ObjectiveTo improve understanding of the pathophysiology of cancer-induced facial nociception, by evaluating the contribution of peripheral endothelin receptors in tumor-induced facial heat hyperalgesia, increased spontaneous grooming, as well as ongoing nociception in a rat model of facial cancer. DesignThe study was conducted using 396 rats. Facial cancer was induced by inoculating a suspension of Walker-256 cells into the rats’ right vibrissal pad. Facial heat hyperalgesia and spontaneous grooming were assessed on day 6, while the conditioned place preference (CPP) test was performed on days 3–6 after tumor cells inoculation. Rats received local injections of the non-peptidic dual ETA/ETB endothelin receptors antagonist, bosentan (10 and 30 μg/50 μL), single or combined injections of peptidic ETA and ETB endothelin receptors antagonists (BQ-123 and BQ-788, at 20 ug/50 μL, each), or of lidocaine (1 mg/50 μl) and morphine (30 μg/50 μL).

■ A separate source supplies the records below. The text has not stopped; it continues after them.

impl SecureCatalog {
    pub fn new(delegate: Arc<dyn Catalog>, manager: Arc<dyn ResourceAccessManager>) -> Self {
        Self { delegate, manager }
    }

    pub fn delegate(&self) -> &Arc<dyn Catalog> {
        &self.delegate
    }

    pub fn manager(&self) -> &Arc<dyn ResourceAccessManager> {
        &self.manager
    }

    fn policy<F>(&self, ctx: &SecurityContext, check: F) -> WrapperPolicy
    where
        F: Fn(AccessMode) -> bool,
    {
        let mode = self.manager.catalog_mode();
        if self.manager.is_admin(&ctx.auth) {
            return WrapperPolicy::admin(mode);
        }
        let readable = check(AccessMode::Read);
        let writable = check(AccessMode::Write);
        let adminable = readable && writable && check(AccessMode::Admin);
        WrapperPolicy::build(readable, writable, adminable, mode, &ctx.request)
    }

    fn wrap<T>(&self, ctx: &SecurityContext, info: T, name: String, policy: WrapperPolicy) -> Option<Secured<T>> {
        if policy.is_hidden() {
            log::debug!("Hiding {} from {}", name, ctx.auth);
            return None;
        }
        Some(Secured::new(info, policy, name, ctx.auth.is_anonymous()))
    }

    /// Whether listings can leave hidden objects to a delegate-side filter
    fn hides_denied(&self, ctx: &SecurityContext) -> bool {
        match self.manager.catalog_mode() {
            CatalogMode::Hide => true,
            CatalogMode::Challenge => false,
            CatalogMode::Mixed => ctx.request.is_get_capabilities(),
        }
    }

    // Workspaces

    pub fn secure_workspace(&self, ctx: &SecurityContext, ws: WorkspaceInfo) -> Option<Secured<WorkspaceInfo>> {
        let policy = self.policy(ctx, |mode| self.manager.can_access_workspace(ctx, &ws, mode));
        let name = ws.name.clone();
        self.wrap(ctx, ws, name, policy)
    }

    pub fn workspace_by_name(&self, ctx: &SecurityContext, name: &str) -> Option<Secured<WorkspaceInfo>> {
        let ws = self.delegate.workspace_by_name(name)?;
        self.secure_workspace(ctx, ws)
    }

    pub fn workspaces(&self, ctx: &SecurityContext) -> Vec<Secured<WorkspaceInfo>> {
        self.delegate
            .workspaces()
            .into_iter()
            .filter_map(|ws| self.secure_workspace(ctx, ws))
            .collect()
    }

    // Stores

    pub fn secure_store(&self, ctx: &SecurityContext, store: StoreInfo) -> Option<Secured<StoreInfo>> {
        let policy = self.policy(ctx, |mode| self.manager.can_access_store(ctx, &store, mode));
        let name = format!("{}:{}", store.workspace, store.name);
        self.wrap(ctx, store, name, policy)
    }

    pub fn store_by_name(&self, ctx: &SecurityContext, workspace: &str, name: &str) -> Option<Secured<StoreInfo>> {
        let store = self.delegate.store_by_name(workspace, name)?;
        self.secure_store(ctx, store)
    }

    pub fn stores(&self, ctx: &SecurityContext) -> Vec<Secured<StoreInfo>> {
        self.delegate
            .stores()
            .into_iter()
            .filter_map(|store| self.secure_store(ctx, store))
            .collect()
    }

    // Resources

    pub fn secure_resource(&self, ctx: &SecurityContext, resource: ResourceInfo) -> Option<Secured<ResourceInfo>> {
        let policy = self.policy(ctx, |mode| self.manager.can_access_resource(ctx, &resource, mode));
        let name = resource.prefixed_name();
        self.wrap(ctx, resource, name, policy)
    }

    pub fn resource_by_name(&self, ctx: &SecurityContext, workspace: &str, name: &str) -> Option<Secured<ResourceInfo>> {
        let resource = self.delegate.resource_by_name(workspace, name)?;
        self.secure_resource(ctx, resource)
    }

    pub fn resource(&self, ctx: &SecurityContext, id: &str) -> Option<Secured<ResourceInfo>> {
        let resource = self.delegate.resource(id)?;
        self.secure_resource(ctx, resource)
    }

    pub fn resources(&self, ctx: &SecurityContext) -> Vec<Secured<ResourceInfo>> {
        self.delegate
            .resources()
            .into_iter()
            .filter_map(|resource| self.secure_resource(ctx, resource))
            .collect()
    }

    // Layers

    pub fn secure_layer(&self, ctx: &SecurityContext, layer: LayerInfo) -> Option<Secured<LayerInfo>> {
        let policy = self.policy(ctx, |mode| self.manager.can_access_layer(ctx, &layer, mode));
        let name = layer.prefixed_name();
        self.wrap(ctx, layer, name, policy)
    }

    fn secure_member_layer(&self, ctx: &SecurityContext, layer: LayerInfo) -> Option<Secured<LayerInfo>> {
        let member = CatalogInfo::Layer(layer.clone());
        let policy = self.policy(ctx, |mode| self.manager.can_access_member(ctx, &member, mode));
        let name = layer.prefixed_name();
        self.wrap(ctx, layer, name, policy)
    }

    pub fn layer_by_name(&self, ctx: &SecurityContext, workspace: &str, name: &str) -> Option<Secured<LayerInfo>> {
        let layer = self.delegate.layer_by_name(workspace, name)?;
        self.secure_layer(ctx, layer)
    }

    pub fn layer(&self, ctx: &SecurityContext, id: &str) -> Option<Secured<LayerInfo>> {
        let layer = self.delegate.layer(id)?;
        self.secure_layer(ctx, layer)
    }

    pub fn layers(&self, ctx: &SecurityContext) -> Vec<Secured<LayerInfo>> {
        self.delegate
            .layers()
            .into_iter()
            .filter_map(|layer| self.secure_layer(ctx, layer))
            .collect()
    }

    // Layer groups

    pub fn secure_layer_group(&self, ctx: &SecurityContext, group: LayerGroupInfo) -> Option<SecuredLayerGroup> {
        let mut visiting = HashSet::new();
        let secured = self.secure_group(ctx, group, true, &mut visiting)?;
        if self.hides_empty(ctx) && secured.is_empty() {
            log::debug!("Hiding empty layer group {}", secured.name());
            return None;
        }
        Some(secured)
    }

    fn hides_empty(&self, ctx: &SecurityContext) -> bool {
        self.manager.layer_group_visibility() == LayerGroupVisibility::HideEmpty
            && !self.manager.is_admin(&ctx.auth)
    }

    fn secure_group(
        &self,
        ctx: &SecurityContext,
        group: LayerGroupInfo,
        direct: bool,
        visiting: &mut HashSet<String>,
    ) -> Option<SecuredLayerGroup> {
        let id = group.id.clone();
        if !visiting.insert(id.clone()) {
            log::warn!("Layer group {} contains itself, skipping", group.prefixed_name());
            return None;
        }
        let secured = self.filter_group(ctx, group, direct, visiting);
        visiting.remove(&id);
        secured
    }

    fn filter_group(
        &self,
        ctx: &SecurityContext,
        group: LayerGroupInfo,
        direct: bool,
        visiting: &mut HashSet<String>,
    ) -> Option<SecuredLayerGroup> {
        let policy = if direct {
            self.policy(ctx, |mode| self.manager.can_access_layer_group(ctx, &group, mode))
        } else {
            let member = CatalogInfo::LayerGroup(group.clone());
            self.policy(ctx, |mode| self.manager.can_access_member(ctx, &member, mode))
        };
        if policy.is_hidden() {
            log::debug!("Hiding layer group {} from {}", group.prefixed_name(), ctx.auth);
            return None;
        }

        let mut filtered = group.clone();
        filtered.layers.clear();
        filtered.styles.clear();
        let mut members = Vec::new();

        for (index, member) in group.layers.iter().enumerate() {
            let secured = match member {
                PublishedRef::Layer(layer_id) => self
                    .delegate
                    .layer(layer_id)
                    .and_then(|layer| self.secure_member_layer(ctx, layer))
                    .map(SecuredPublished::Layer),
                PublishedRef::Group(group_id) => self
                    .delegate
                    .layer_group(group_id)
                    .and_then(|child| self.secure_group(ctx, child, false, visiting))
                    .filter(|child| !(self.hides_empty(ctx) && child.is_empty()))
                    .map(|child| SecuredPublished::Group(Box::new(child))),
            };
            if let Some(secured) = secured {
                filtered.layers.push(member.clone());
                filtered.styles.push(group.styles.get(index).cloned().flatten());
                members.push(secured);
            }
        }

        let root_layer = group
            .root_layer
            .as_deref()
            .and_then(|layer_id| self.delegate.layer(layer_id))
            .and_then(|layer| self.secure_member_layer(ctx, layer));
        if root_layer.is_none() {
            filtered.root_layer = None;
            filtered.root_layer_style = None;
        }

        let name = filtered.prefixed_name();
        Some(SecuredLayerGroup {
            group: Secured::new(filtered, policy, name, ctx.auth.is_anonymous()),
            members,
            root_layer,
        })
    }

    pub fn layer_group_by_name(
        &self,
        ctx: &SecurityContext,
        workspace: Option<&str>,
        name: &str,
    ) -> Option<SecuredLayerGroup> {
        let group = self.delegate.layer_group_by_name(workspace, name)?;
        self.secure_layer_group(ctx, group)
    }

    pub fn layer_group(&self, ctx: &SecurityContext, id: &str) -> Option<SecuredLayerGroup> {
        let group = self.delegate.layer_group(id)?;
        self.secure_layer_group(ctx, group)
    }

    pub fn layer_groups(&self, ctx: &SecurityContext) -> Vec<SecuredLayerGroup> {
        self.delegate
            .layer_groups()
            .into_iter()
            .filter_map(|group| self.secure_layer_group(ctx, group))
            .collect()
    }

    // Styles

    pub fn secure_style(&self, ctx: &SecurityContext, style: StyleInfo) -> Option<Secured<StyleInfo>> {
        let workspace = style
            .workspace
            .as_deref()
            .and_then(|ws| self.delegate.workspace_by_name(ws));
        let policy = self.policy(ctx, |mode| match mode {
            AccessMode::Read => self.manager.can_access_style(ctx, &style),
            _ => workspace
                .as_ref()
                .map(|ws| self.manager.can_access_workspace(ctx, ws, mode))
                .unwrap_or(false),
        });
        let name = match &style.workspace {
            Some(ws) => format!("{}:{}", ws, style.name),
            None => style.name.clone(),
        };
        self.wrap(ctx, style, name, policy)
    }

    pub fn style_by_name(&self, ctx: &SecurityContext, workspace: Option<&str>, name: &str) -> Option<Secured<StyleInfo>> {
        let style = self.delegate.style_by_name(workspace, name)?;
        self.secure_style(ctx, style)
    }

    pub fn styles(&self, ctx: &SecurityContext) -> Vec<Secured<StyleInfo>> {
        self.delegate
            .styles()
            .into_iter()
            .filter_map(|style| self.secure_style(ctx, style))
            .collect()
    }

    // Generic access

    /// Secure any catalog object
    pub fn secure(&self, ctx: &SecurityContext, info: CatalogInfo) -> Option<SecuredInfo> {
        match info {
            CatalogInfo::Workspace(ws) => self.secure_workspace(ctx, ws).map(SecuredInfo::Workspace),
            CatalogInfo::Store(store) => self.secure_store(ctx, store).map(SecuredInfo::Store),
            CatalogInfo::Resource(r) => self.secure_resource(ctx, r).map(SecuredInfo::Resource),
            CatalogInfo::Layer(layer) => self.secure_layer(ctx, layer).map(SecuredInfo::Layer),
            CatalogInfo::LayerGroup(g) => self.secure_layer_group(ctx, g).map(SecuredInfo::LayerGroup),
            CatalogInfo::Style(style) => self.secure_style(ctx, style).map(SecuredInfo::Style),
        }
    }

    /// Listing with security applied
    ///
    /// When denied objects are hidden the security filter is pushed down into
    /// the delegate query, so paging counts only visible objects. Layer groups
    /// hidden for being empty are paged after securing instead. The returned
    /// iterator owns the delegate iterator: closing or dropping it closes the
    /// delegate.
    pub fn list(&self, ctx: &SecurityContext, query: &Query) -> CloseableIterator<SecuredInfo> {
        let mut delegate_query = query.clone();
        if self.hides_denied(ctx) && !self.manager.is_admin(&ctx.auth) {
            let security = self.manager.security_filter(ctx, query.info_type);
            if security == Filter::Exclude {
                return CloseableIterator::empty();
            }
            delegate_query.filter = Filter::and(vec![query.filter.clone(), security]);
        }
        // emptied groups only disappear once secured, so their pages are cut here
        let page_after_securing =
            query.info_type == InfoType::LayerGroup && query.is_paged() && self.hides_empty(ctx);
        if page_after_securing {
            delegate_query.offset = None;
            delegate_query.count = None;
        }
        let source = self.delegate.list(&delegate_query);
        let secure = self.clone();
        let ctx = ctx.clone();
        let secured = source.filter_map_items(move |info| secure.secure(&ctx, info));
        if page_after_securing {
            secured.paged(query.offset, query.count)
        } else {
            secured
        }
    }

    /// Number of objects a listing with `filter` would return
    pub fn count(&self, ctx: &SecurityContext, info_type: InfoType, filter: &Filter) -> usize {
        if self.manager.is_admin(&ctx.auth) {
            return self.delegate.count(info_type, filter);
        }
        if self.hides_denied(ctx) && info_type != InfoType::LayerGroup {
            let security = self.manager.security_filter(ctx, info_type);
            return self
                .delegate
                .count(info_type, &Filter::and(vec![filter.clone(), security]));
        }
        self.list(ctx, &Query::all(info_type).with_filter(filter.clone()))
            .count()
    }
}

ResultsBosentan, lidocaine and morphine local treatment all attenuated tumor-induced heat hyperalgesia (p < 0.05) and spontaneous facial grooming (p < 0.05). However, BQ-123 and BQ-788 did not modify tumor-induced heat hyperalgesia or the spontaneous facial grooming (p > 0.05). Whether this difference in effectiveness is due to receptor affinity or to pharmacokinetic factors still needs to be explored. Local injection of bosentan, lidocaine or morphine failed to control ongoing nociception, as evidenced by the absence of CPP in tumor-bearing rats (p > 0.05). ConclusionEndothelins, acting through peripheral ETA and ETB receptors, may play a significant role on the development of heat hyperalgesia and increased spontaneous grooming associated to facial cancer in rats.